Computability of Brolin-Lyubich Measure

TL;DR

This paper proves that the Brolin-Lyubich measure for rational functions is always computable via an algorithm, even when the Julia set itself is not computable, and explores conditions for the computability of harmonic measures.

Contribution

It establishes the universal computability of the Brolin-Lyubich measure for rational maps and provides conditions for harmonic measure computability in polynomial basins.

Findings

Brolin-Lyubich measure is always computable from coefficients of R.

Harmonic measure computability depends on domain properties.

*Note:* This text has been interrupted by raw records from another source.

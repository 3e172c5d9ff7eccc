#![deny(
    unsafe_code,
    missing_docs,
    dead_code,
    unused_results,
    non_snake_case,
    unreachable_pub
)]

//! Command-line adapter that plays Hex Tactics at a text prompt.

mod input;
mod render;

use std::{
    fs,
    io::{self, BufRead, Write},
    path::PathBuf,
    thread,
    time::Duration,
};

use anyhow::{Context, Result};
use clap::Parser;
use hex_tactics_core::{Command, Controller, Event, GameConfig};
use hex_tactics_system_opponent::{Config as OpponentConfig, ScriptedOpponent};
use hex_tactics_world::{self as world, query, World};
use tracing_subscriber::EnvFilter;

use input::{Input, HELP};

const DEFAULT_LOG_FILTER: &str = "hex_tactics=info";

/// Turn-based tactics on a procedurally generated hex map.
#[derive(Debug, Parser)]
#[command(name = "hex-tactics", version)]
struct Args {
    /// TOML file with game configuration; missing keys use defaults.
    #[arg(short, long)]
    config: Option<PathBuf>,

    /// Seed for terrain generation.
    #[arg(long)]
    seed: Option<u64>,

    /// Number of hex columns.
    #[arg(long)]
    columns: Option<u32>,

    /// Number of hex rows.
    #[arg(long)]
    rows: Option<u32>,

    /// Simulated milliseconds advanced per tick while the opponent plays.
    #[arg(long, default_value_t = 100)]
    tick_ms: u64,
}

/// Entry point for the Hex Tactics command-line interface.
fn main() -> Result<()> {
    tracing_subscriber::fmt()
        .with_env_filter(
            EnvFilter::try_from_default_env().unwrap_or_else(|_| EnvFilter::new(DEFAULT_LOG_FILTER)),
        )
        .with_writer(io::stderr)
        .init();

    let args = Args::parse();
    let config = load_config(&args)?;
    let mut session = Session::new(config, Duration::from_millis(args.tick_ms.max(1)))?;

    println!("{}", query::welcome_banner(&session.world));
    println!("{}", render::map(&session.world));
    println!("type `help` for commands");

    let stdin = io::stdin();
    let mut lines = stdin.lock().lines();
    loop {
        print!("> ");
        io::stdout().flush().context("failed to flush prompt")?;
        let Some(line) = lines.next() else {
            break;
        };
        let line = line.context("failed to read input")?;

        match input::parse(&line) {
            Ok(None) => {}
            Ok(Some(Input::Quit)) => break,
            Ok(Some(request)) => session.handle(request),
            Err(error) => println!("{error}"),
        }
    }
    Ok(())
}

fn load_config(args: &Args) -> Result<GameConfig> {
    let mut config = match &args.config {
        Some(path) => {
            let text = fs::read_to_string(path)
                .with_context(|| format!("failed to read config {}", path.display()))?;
            toml::from_str(&text)
                .with_context(|| format!("failed to parse config {}", path.display()))?
        }
        None => GameConfig::default(),
    };

    if let Some(seed) = args.seed {
        config.seed = seed;
    }
    if let Some(columns) = args.columns {
        config.columns = columns;
    }
    if let Some(rows) = args.rows {
        config.rows = rows;
    }
    Ok(config)
}

/// World, opponent and the glue that pumps commands between them.
struct Session {
    world: World,
    opponent: ScriptedOpponent,
    tick: Duration,
}

impl Session {
    fn new(config: GameConfig, tick: Duration) -> Result<Self> {
        let world = World::new(config).context("invalid game configuration")?;
        Ok(Self {
            opponent: opponent_for(&world),
            world,
            tick,
        })
    }

    fn handle(&mut self, request: Input) {
        match request {
            Input::Select(cell) => self.submit(Command::Select { cell }),
            Input::Move(destination) => self.submit(Command::MoveSelected { destination }),
            Input::Deselect => self.submit(Command::Deselect),
            Input::EndTurn => self.submit(Command::EndTurn),
            Input::Wait(duration) => self.submit(Command::Tick { dt: duration }),
            Input::Map => println!("{}", render::map(&self.world)),
            Input::Units => print!("{}", render::units(&self.world)),
            Input::Reach => match query::reachable_for_selection(&self.world) {
                Some(field) => print!("{}", render::reachable(&field)),
                None => println!("no unit is selected"),
            },
            Input::Path(destination) => {
                let path = query::preview_path(&self.world, destination);
                println!("{}", render::path(&path));
            }
            Input::NewGame(seed) => {
                let mut config = query::config(&self.world).clone();
                if let Some(seed) = seed {
                    config.seed = seed;
                }
                self.submit(Command::NewGame { config });
                println!("{}", render::map(&self.world));
            }
            Input::Help => println!("{HELP}"),
            Input::Quit => {}
        }
        self.play_scripted_turns();
    }

    /// Applies the command and every command the opponent answers with.
    fn submit(&mut self, command: Command) {
        let mut pending = vec![command];
        while !pending.is_empty() {
            let mut events = Vec::new();
            for command in pending.drain(..) {
                world::apply(&mut self.world, command, &mut events);
            }
            self.report(&events);
            if events
                .iter()
                .any(|event| matches!(event, Event::GameStarted { .. }))
            {
                self.opponent = opponent_for(&self.world);
            }
            self.opponent.handle(&events, &mut pending);
        }
    }

    /// Lets simulated time pass until a human player acts again.
    fn play_scripted_turns(&mut self) {
        while query::turn(&self.world).controller == Controller::Scripted {
            if !self.opponent.is_waiting() {
                tracing::warn!("scripted player has no pending pass");
                break;
            }
            thread::sleep(self.tick);
            self.submit(Command::Tick { dt: self.tick });
        }
    }

    fn report(&self, events: &[Event]) {
        for event in events {
            if let Some(line) = render::event(&self.world, event) {
                println!("{line}");
            }
        }
    }
}

/// Opponent pacing taken from the running session's configuration.
fn opponent_for(world: &World) -> ScriptedOpponent {
    ScriptedOpponent::new(OpponentConfig::new(query::config(world).opponent_delay()))
}

#[cfg(test)]
mod tests {
    use super::*;

    #[test]
    fn new_game_adopts_the_new_opponent_delay() {
        let mut session = Session::new(GameConfig::default(), Duration::from_millis(1))
            .expect("default configuration is valid");

        let config = GameConfig {
            opponent_delay_ms: 10,
            ..GameConfig::default()
        };
        session.submit(Command::NewGame { config });
        session.submit(Command::EndTurn);
        assert_eq!(query::turn(&session.world).controller, Controller::Scripted);
        assert!(session.opponent.is_waiting());

        session.submit(Command::Tick {
            dt: Duration::from_millis(10),
        });
        assert_eq!(query::turn(&session.world).controller, Controller::Human);
        assert!(!session.opponent.is_waiting());
    }
}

Computability may fail for general domains, but holds for polynomial basins.

Abstract

Brolin-Lyubich measure $\lambda_R$ of a rational endomorphism $R:\riem\to\riem$ with $\deg R\geq 2$ is the unique invariant measure of maximal entropy $h_{\lambda_R}=h_{\text{top}}(R)=\log d$. Its support is the Julia set $J(R)$. We demonstrate that $\lambda_R$ is always computable by an algorithm which has access to coefficients of $R$, even when $J(R)$ is not computable. In the case when $R$ is a polynomial, Brolin-Lyubich measure coincides with the harmonic measure of the basin of infinity. We find a sufficient condition for computability of the harmonic measure of a domain, which holds for the basin of infinity of a polynomial mapping, and show that computability may fail for a general domain.